• _Task brief_: Keyword search on "types": report each line of the records that contains it.

• _Exercise data_:

//! Example: REINFORCE on CartPole created through the environment registry

use pgkit_agent::{Agent, AgentConfig, LinearPolicyConfig, LinearSoftmaxPolicy, ReinforceAgent, TrajectoryRunner};
use pgkit_env::{make_env, EnvironmentConfig};
use rand::rngs::StdRng;
use rand::SeedableRng;
use tracing_subscriber::EnvFilter;

fn main() -> anyhow::Result<()> {
    tracing_subscriber::fmt()
        .with_env_filter(EnvFilter::try_from_default_env().unwrap_or_else(|_| EnvFilter::new("info")))
        .init();

    let env_config = EnvironmentConfig {
        seed: Some(0),
        max_steps: Some(200),
        ..EnvironmentConfig::default()
    };
    let mut env = make_env("CartPole", &env_config)?;

    let policy = LinearSoftmaxPolicy::new(LinearPolicyConfig {
        obs_dim: 4,
        num_actions: 2,
        use_value_head: false,
        init_scale: 0.01,
        seed: Some(0),
    })?;
    let config = AgentConfig {
        learning_rate: 0.01,
        ..AgentConfig::default()
    };
    let mut agent = ReinforceAgent::new(Box::new(policy), config)?;
    let runner = TrajectoryRunner::new(200);
    let mut rng = StdRng::seed_from_u64(0);

    for iteration in 0..100 {
        let trajectories = runner.run(&agent, &mut env, 10, &mut rng)?;
        let mean_return =
            trajectories.iter().map(|t| t.total_reward).sum::<f64>() / trajectories.len() as f64;
        let output = agent.learn(&trajectories)?;
        if iteration % 10 == 0 {
            println!("Iteration {iteration}: mean return = {mean_return:.1}, loss = {:.4}", output.loss);
        }
    }
    Ok(())
}
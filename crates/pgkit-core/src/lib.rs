//! Core reinforcement learning types, online statistics and trajectory transforms for pgkit
//!
//! This crate provides the foundational pieces shared by the environment and
//! agent crates: input canonicalization, elementwise and sequence transforms,
//! running mean/std estimation, discounted-return computation, spaces,
//! environment traits and trajectory buffers.

#![warn(missing_docs)]
#![warn(clippy::all)]
#![warn(clippy::pedantic)]
#![allow(clippy::module_name_repetitions)]

pub mod environment;
pub mod error;
pub mod signal;
pub mod space;
pub mod trajectory;
pub mod transform;

// Re-export core traits and types
pub use environment::{Environment, EnvironmentConfig, Step, StepInfo, VecEnv, VecStep};
pub use error::{RLError, Result};
pub use signal::{IntoBatch, IntoSignal, Signal};
pub use space::{BoxSpace, DiscreteSpace, ProductSpace, Space, SpaceValue};
pub use trajectory::{PolicyOutput, Segment, Trajectory, Transition};
pub use transform::{
    Centralize, Clip, ExpFactorCumSum, IntoMask, Mask, Normalize, PolySmooth, RankTransform,
    RunningMeanStd, Standardize, Transform, DEFAULT_EPS,
};

/// Prelude module for convenient imports
pub mod prelude {
    pub use crate::{
        Environment, IntoSignal, PolicyOutput, Result, RunningMeanStd, Space, SpaceValue, Step,
        Trajectory, Transform, VecEnv,
    };
}
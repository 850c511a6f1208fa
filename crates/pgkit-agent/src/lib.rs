//! Policy-gradient agents for pgkit
//!
//! This crate provides:
//! - [`LinearSoftmaxPolicy`], a categorical policy with analytic gradients
//! - [`Optimizer`] (SGD or Adam) with learning-rate [`Schedule`]s
//! - The [`ReinforceAgent`], [`ActorCriticAgent`] and [`A2CAgent`] learners
//! - [`TrajectoryRunner`] and [`SegmentRunner`] for collecting rollouts

#![warn(missing_docs)]
#![warn(clippy::all)]
#![warn(clippy::pedantic)]
#![allow(clippy::module_name_repetitions)]

pub mod a2c;
pub mod actor_critic;
pub mod agent;
pub mod optim;
pub mod policy;
pub mod reinforce;
pub mod runner;
pub mod schedule;

// Re-export agents
pub use a2c::A2CAgent;
pub use actor_critic::ActorCriticAgent;
pub use agent::{Agent, AgentConfig, Checkpoint, LearnOutput};
pub use reinforce::ReinforceAgent;

// Re-export policies and optimization
pub use optim::{Optimizer, OptimizerKind, OptimizerStep};
pub use policy::{
    Evaluation, LinearPolicyConfig, LinearSoftmaxPolicy, PolicyNetwork, StepCoefficients, ValueTarget,
};
pub use runner::{SegmentRunner, TrajectoryRunner};
pub use schedule::{ConstantSchedule, ExponentialSchedule, LinearSchedule, Schedule};
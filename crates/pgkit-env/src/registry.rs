//! Environment registry for creating environments by name

use std::collections::HashMap;
use std::sync::{Arc, Mutex, MutexGuard};

use serde::de::DeserializeOwned;
use tracing::debug;

use pgkit_core::{Environment, EnvironmentConfig, RLError, Result};

use crate::{CartPoleConfig, CartPoleEnv, GridMazeConfig, GridMazeEnv, TimeLimit};

/// A type-erased environment
pub type BoxedEnv = Box<dyn Environment>;

type EnvConstructor = Box<dyn Fn(&EnvironmentConfig) -> Result<BoxedEnv> + Send + Sync>;

lazy_static::lazy_static! {
    static ref REGISTRY: Arc<Mutex<EnvRegistry>> = Arc::new(Mutex::new(EnvRegistry::with_builtins()));
}

/// Table of named environment constructors
pub struct EnvRegistry {
    envs: HashMap<String, EnvConstructor>,
}

impl std::fmt::Debug for EnvRegistry {
    fn fmt(&self, f: &mut std::fmt::Formatter<'_>) -> std::fmt::Result {
        f.debug_struct("EnvRegistry").field("envs", &self.list()).finish()
    }
}

/// Decode the flattened `params` of a config into an environment-specific config
pub fn decode_params<T: DeserializeOwned>(config: &EnvironmentConfig) -> Result<T> {
    let params = serde_json::Value::Object(config.params.clone());
    Ok(serde_json::from_value(params)?)
}

/// Apply the shared parts of a config: seed, then an optional time limit
pub fn finish_env<E: Environment + 'static>(mut env: E, config: &EnvironmentConfig) -> BoxedEnv {
    if let Some(seed) = config.seed {
        env.seed(seed);
    }
    match config.max_steps {
        Some(max_steps) => Box::new(TimeLimit::new(env, max_steps)),
        None => Box::new(env),
    }
}

impl EnvRegistry {
    /// Empty registry
    #[must_use]
    pub fn new() -> Self {
        Self {
            envs: HashMap::new(),
        }
    }

    /// Registry holding `"CartPole"` and `"GridMaze"`
    #[must_use]
    pub fn with_builtins() -> Self {
        let mut registry = Self::new();
        registry.register("CartPole", |config| {
            let env = CartPoleEnv::new(decode_params::<CartPoleConfig>(config)?)?;
            Ok(finish_env(env, config))
        });
        registry.register("GridMaze", |config| {
            let env = GridMazeEnv::new(decode_params::<GridMazeConfig>(config)?)?;
            Ok(finish_env(env, config))
        });
        registry
    }

    /// Register an environment, replacing any previous one with the same name
    pub fn register<F>(&mut self, name: impl Into<String>, constructor: F)
    where
        F: Fn(&EnvironmentConfig) -> Result<BoxedEnv> + Send + Sync + 'static,
    {
        self.envs.insert(name.into(), Box::new(constructor));
    }

    /// Create an environment by name
    pub fn make(&self, name: &str, config: &EnvironmentConfig) -> Result<BoxedEnv> {
        let constructor = self
            .envs
            .get(name)
            .ok_or_else(|| RLError::Environment(format!("Unknown environment: {name}")))?;
        debug!(name, seed = ?config.seed, max_steps = ?config.max_steps, "making environment");
        constructor(config)
    }

    /// Registered names, sorted
    #[must_use]
    pub fn list(&self) -> Vec<String> {
        let mut names: Vec<String> = self.envs.keys().cloned().collect();
        names.sort();
        names
    }
}

impl Default for EnvRegistry {
    fn default() -> Self {
        Self::with_builtins()
    }
}

fn global() -> Result<MutexGuard<'static, EnvRegistry>> {
    REGISTRY
        .lock()
        .map_err(|_| RLError::Environment("environment registry lock poisoned".to_string()))
}

/// Register an environment globally
pub fn register_env<F>(name: impl Into<String>, constructor: F) -> Result<()>
where
    F: Fn(&EnvironmentConfig) -> Result<BoxedEnv> + Send + Sync + 'static,
{
    global()?.register(name, constructor);
    Ok(())
}

/// Create a registered environment by name
pub fn make_env(name: &str, config: &EnvironmentConfig) -> Result<BoxedEnv> {
    global()?.make(name, config)
}

/// List all registered environments
pub fn list_envs() -> Result<Vec<String>> {
    Ok(global()?.list())
}

#[cfg(test)]
mod tests {
    use super::*;
    use pgkit_core::SpaceValue;

    #[test]
    fn test_builtins_are_registered() {
        let names = list_envs().unwrap();
        assert!(names.contains(&"CartPole".to_string()));
        assert!(names.contains(&"GridMaze".to_string()));
    }

    #[test]
    fn test_make_with_params_and_time_limit() {
        let config: EnvironmentConfig = serde_json::from_str(
            r#"{"seed": 1, "max_steps": 2, "height": 1, "width": 6, "walls": [], "goal": [0, 5]}"#,
        )
        .unwrap();
        let mut env = make_env("GridMaze", &config).unwrap();
        assert_eq!(env.max_episode_steps(), Some(2));
        assert_eq!(env.observation_space().flat_dim(), 6);

        env.reset().unwrap();
        assert!(!env.step(&SpaceValue::Discrete(1)).unwrap().done);
        let step = env.step(&SpaceValue::Discrete(1)).unwrap();
        assert!(step.done);
        assert!(step.info.is_truncated());
    }

    #[test]
    fn test_unknown_name() {
        let err = make_env("Pendulum", &EnvironmentConfig::default()).err().unwrap();
        assert!(matches!(err, RLError::Environment(_)));
    }

    #[test]
    fn test_bad_params_fail() {
        let config: EnvironmentConfig = serde_json::from_str(r#"{"tau": "fast"}"#).unwrap();
        assert!(matches!(make_env("CartPole", &config), Err(RLError::Serialization(_))));
    }

    #[test]
    fn test_register_custom() {
        let mut registry = EnvRegistry::new();
        registry.register("Short", |config| {
            let env = CartPoleEnv::new(CartPoleConfig::default())?;
            Ok(finish_env(env, &EnvironmentConfig { max_steps: Some(1), ..config.clone() }))
        });
        let env = registry.make("Short", &EnvironmentConfig::default()).unwrap();
        assert_eq!(env.max_episode_steps(), Some(1));
        assert_eq!(registry.list(), vec!["Short".to_string()]);
    }
}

• _Problem solution_:
//! Core reinforcement learning types, online statistics and trajectory transforms for pgkit
// Re-export core traits and types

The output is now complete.